Время в поезде текло как-то неощутимо. Никто не обращал внимания на старого еврея, окаменевшего возле окна, шевелящего губами и не ложащегося даже на ночь, хотя на глазах у всех уплатившего рубль за постель. Ехать до Свердловска было две ночи, и ни на одну Соломон не сомкнул глаз. Сны смотрел прямо так, всухую, с открытыми, а сны-подлецы сменяли друг друга как телепередачи, были один другого бессмысленнее и вгоняли пушкиниста в холодный пот прежде всего постоянным присутствием Александра Сергеевича и абсурдностью ситуаций, в которые сам великий поэт, а также его памятники и бюсты там попадали. И с могилами тоже были сны. Гробы, гробы. Все-то путают с этими гробами. Нету в них столько удобств, как в крематории. Тут Соломону стал сниться крематорий, а потом — длинный подземный колумбарий; бросался в глаза ряд урн с надписями, Соломон нехотя стал их читать: «Бенкендорф», «Булгарин», «Сенковский», «Фотий»… Но вот поднял Соломон глаза и увидел, что выше расположен другой ряд урн, с надписями тоже, а обозначено на всех одно и то же: «Пушкин», «Пушкин», «Пушкин»… В ужасе Соломон захотел проснуться, но не смог, и увидел, что стоит он на почте, получает посылку из Израиля, открывает ее — и обнаруживает ни много ни мало, тот самый гроб дяди Натана. Гроб, конечно, пустым оказывается, как теперь модно, но потом видит Соломон, что гроб хоть и пустой, а все же не совсем. Оказывается, сидит в гробу полоумный Степан с первого этажа, совершенно живой, сидит он там и донос пишет. А потом, гад, поднимает голову на Соломона и злорадно так усмехается — мол, попался наконец-то, и очень страшно становится Соломону. А Степан медленно-медленно так руку поднимает, кулак разжимает — и показывает ему, будто икону черту, доминошную косточку «шесть-шесть». И говорит: «Рассыпься!» В ужасе чувствует Соломон, что начинает рассыпаться. И просыпается, так за всю ночь и не сомкнув глаз.

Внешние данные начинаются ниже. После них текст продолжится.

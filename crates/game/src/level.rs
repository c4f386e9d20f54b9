//! Level construction and spawn points.

use glam::Vec3;
use serde::{Deserialize, Serialize};
use thiserror::Error;
use tracefall_physics::{CollisionError, CollisionWorld};

/// Errors raised while building a level.
#[derive(Debug, Error, Clone, PartialEq, Eq)]
pub enum LevelError {
    #[error("mesh index count {0} is not a multiple of 3")]
    RaggedIndices(usize),

    #[error(transparent)]
    Collision(#[from] CollisionError),
}

/// A game level containing collision geometry and spawn points.
#[derive(Debug)]
pub struct Level {
    /// Level identifier.
    pub id: String,

    /// Display name.
    pub name: String,

    /// Static collision geometry.
    pub collision: CollisionWorld,

    pub spawn_points: Vec<SpawnPoint>,
}

/// A spawn point for players or enemies.
#[derive(Debug, Clone, Serialize, Deserialize)]
pub struct SpawnPoint {
    /// Position in world space.
    pub position: Vec3,

    /// Initial facing direction (yaw in radians).
    pub facing: f32,

    pub spawn_type: SpawnType,
}

/// Types of spawn points.
#[derive(Debug, Clone, Copy, PartialEq, Eq, Serialize, Deserialize)]
pub enum SpawnType {
    Player,
    Enemy,
}

impl Level {
    /// Create an empty level.
    pub fn new(id: &str, name: &str) -> Self {
        Self {
            id: id.to_string(),
            name: name.to_string(),
            collision: CollisionWorld::new(),
            spawn_points: Vec::new(),
        }
    }

    /// Add one wall triangle.
    pub fn add_triangle(&mut self, v1: Vec3, v2: Vec3, v3: Vec3) -> usize {
        self.collision.add_static_triangle(v1, v2, v3)
    }

    /// Add a planar quad as two triangles, corners in order around the edge.
    pub fn add_quad(&mut self, a: Vec3, b: Vec3, c: Vec3, d: Vec3) {
        self.collision.add_static_triangle(a, b, c);
        self.collision.add_static_triangle(a, c, d);
    }

    /// Add an axis-aligned box as twelve triangles.
    pub fn add_box(&mut self, center: Vec3, half_extents: Vec3) {
        let corner = |sx: f32, sy: f32, sz: f32| {
            center + Vec3::new(sx * half_extents.x, sy * half_extents.y, sz * half_extents.z)
        };
        let [c000, c100, c110, c010] = [
            corner(-1.0, -1.0, -1.0),
            corner(1.0, -1.0, -1.0),
            corner(1.0, 1.0, -1.0),
            corner(-1.0, 1.0, -1.0),
        ];
        let [c001, c101, c111, c011] = [
            corner(-1.0, -1.0, 1.0),
            corner(1.0, -1.0, 1.0),
            corner(1.0, 1.0, 1.0),
            corner(-1.0, 1.0, 1.0),
        ];

        // Bottom and top
        self.add_quad(c000, c010, c110, c100);
        self.add_quad(c001, c101, c111, c011);
        // -Y and +Y
        self.add_quad(c000, c100, c101, c001);
        self.add_quad(c010, c011, c111, c110);
        // -X and +X
        self.add_quad(c000, c001, c011, c010);
        self.add_quad(c100, c110, c111, c101);
    }

    /// Add an indexed mesh, three indices per triangle.
    ///
    /// Returns the number of triangles added. Nothing is added on error.
    pub fn add_mesh(&mut self, vertices: &[Vec3], indices: &[u32]) -> Result<usize, LevelError> {
        if indices.len() % 3 != 0 {
            return Err(LevelError::RaggedIndices(indices.len()));
        }
        let triangles: Vec<[u32; 3]> = indices
            .chunks_exact(3)
            .map(|c| [c[0], c[1], c[2]])
            .collect();
        Ok(self.collision.add_triangle_mesh(vertices, &triangles)?)
    }

    /// Create a simple test level for development.
    ///
    /// A 100 x 100 floor at z = 0 closed in by walls, with a central pillar
    /// and two cover crates.
    pub fn test_arena() -> Self {
        let mut level = Self::new("test_arena", "Test Arena");

        let arena_size = 50.0;
        let wall_height = 5.0;
        let wall_thickness = 0.5;

        // Floor
        level.add_box(
            Vec3::new(0.0, 0.0, -0.5),
            Vec3::new(arena_size, arena_size, 0.5),
        );

        // Walls
        for (center, half) in [
            (
                Vec3::new(0.0, arena_size, wall_height / 2.0),
                Vec3::new(arena_size, wall_thickness, wall_height / 2.0),
            ),
            (
                Vec3::new(0.0, -arena_size, wall_height / 2.0),
                Vec3::new(arena_size, wall_thickness, wall_height / 2.0),
            ),
            (
                Vec3::new(arena_size, 0.0, wall_height / 2.0),
                Vec3::new(wall_thickness, arena_size, wall_height / 2.0),
            ),
            (
                Vec3::new(-arena_size, 0.0, wall_height / 2.0),
                Vec3::new(wall_thickness, arena_size, wall_height / 2.0),
            ),
        ] {
            level.add_box(center, half);
        }

        // Central pillar
        level.add_box(Vec3::new(0.0, 0.0, 2.0), Vec3::new(2.0, 2.0, 2.0));

        // Some cover crates
        level.add_box(Vec3::new(-15.0, 10.0, 1.0), Vec3::new(1.5, 1.5, 1.0));
        level.add_box(Vec3::new(15.0, -10.0, 1.0), Vec3::new(1.5, 1.5, 1.0));

        // Spawn points, slightly above the floor
        level.spawn_points.push(SpawnPoint {
            position: Vec3::new(-20.0, 0.0, 0.05),
            facing: 0.0,
            spawn_type: SpawnType::Player,
        });
        level.spawn_points.push(SpawnPoint {
            position: Vec3::new(20.0, 0.0, 0.05),
            facing: std::f32::consts::PI,
            spawn_type: SpawnType::Player,
        });
        level.spawn_points.push(SpawnPoint {
            position: Vec3::new(0.0, 30.0, 0.05),
            facing: -std::f32::consts::FRAC_PI_2,
            spawn_type: SpawnType::Enemy,
        });
        level.spawn_points.push(SpawnPoint {
            position: Vec3::new(0.0, -30.0, 0.05),
            facing: std::f32::consts::FRAC_PI_2,
            spawn_type: SpawnType::Enemy,
        });

        log::debug!(
            "built {} with {} walls",
            level.name,
            level.collision.wall_count()
        );
        level
    }

    /// Spawn points of one type.
    pub fn spawns(&self, spawn_type: SpawnType) -> impl Iterator<Item = &SpawnPoint> {
        self.spawn_points
            .iter()
            .filter(move |s| s.spawn_type == spawn_type)
    }

    /// Get a player spawn point.
    pub fn get_player_spawn(&self, index: usize) -> Option<&SpawnPoint> {
        self.spawns(SpawnType::Player).nth(index)
    }

    /// Get the number of player spawn points.
    pub fn player_spawn_count(&self) -> usize {
        self.spawns(SpawnType::Player).count()
    }
}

Время, наконец, доползло до назначенного предела, и сгорбленный, кутающийся в истертый смушковый воротник Соломон вытряхнулся на перрон свердловского вокзала. До дома было не так уж далеко, всего километра два, в нормальный день он бы их пешком прошел. А тут в горести почувствовал, что сил нет как нет, и сел в такси. Очередь пришлось отстоять порядочную, ибо даже при нынешней цене на такси народ продолжал все-таки пользоваться этим буржуазным видом транспорта. «Ничего, ничего», — злобно подумал Соломон, вспоминая краем уха слышанную в поезде сплетню, что и на такси скоро цену опять повысят, и ого-го как повысят! А с другой стороны — чего плохого в такси-то, вот ведь и Александр Сергеевич на извозчике иногда ездил, чтобы поближе к народу быть, беседовал с петербургскими лихачами, об этом совершенно точные сведения есть и у Златовратского-Крестовоздвиженского, и у Клейнштейна, и у Чичернова…

Поднялся к себе, открыл дверь, окинул беглым взором простоявшую два месяца без хозяина квартиру и убедился, что не ограбили, — по крайней мере, явных следов грабежа не было. Могли, конечно, стащить что-нибудь из важных пушкинских документов, но это сразу не проверишь, очень уж их много накопилось. Впрочем, зачем из квартиры что-то воровать, вон, грабители прямо по опубликованному шпарят безнаказанно. Не успел Керзон раздеться, как зазвонил телефон. Звонил Берцов: звериным нюхом почуял, видать, неудачи конкурента. Только его с вечными хвостовскими заботами и не хватало сейчас Соломону. И со зла на весь мир бросил Соломон в трубку горькие, лживые и несправедливые слова, — лишь бы ему не одному на белом свете тошно было:

— Да, да, очень удачная поездка получилась. Уж такие письма Пушкина нашел, что теперь и вовсе от твоего Хвостова камня на камне не останется, так что, считай, вся жизнь твоя, Ленька, Хвостову под хвост, пиши пропало… Он ведь куда как прозорлив был, родной наш Александр Сергеевич, все, все расписал про Хвостова, все как есть! — и злобно бросил трубку. Потом почувствовал угрызения совести, но перезванивать не стал. Пусть хоть до вечера дурак помучится.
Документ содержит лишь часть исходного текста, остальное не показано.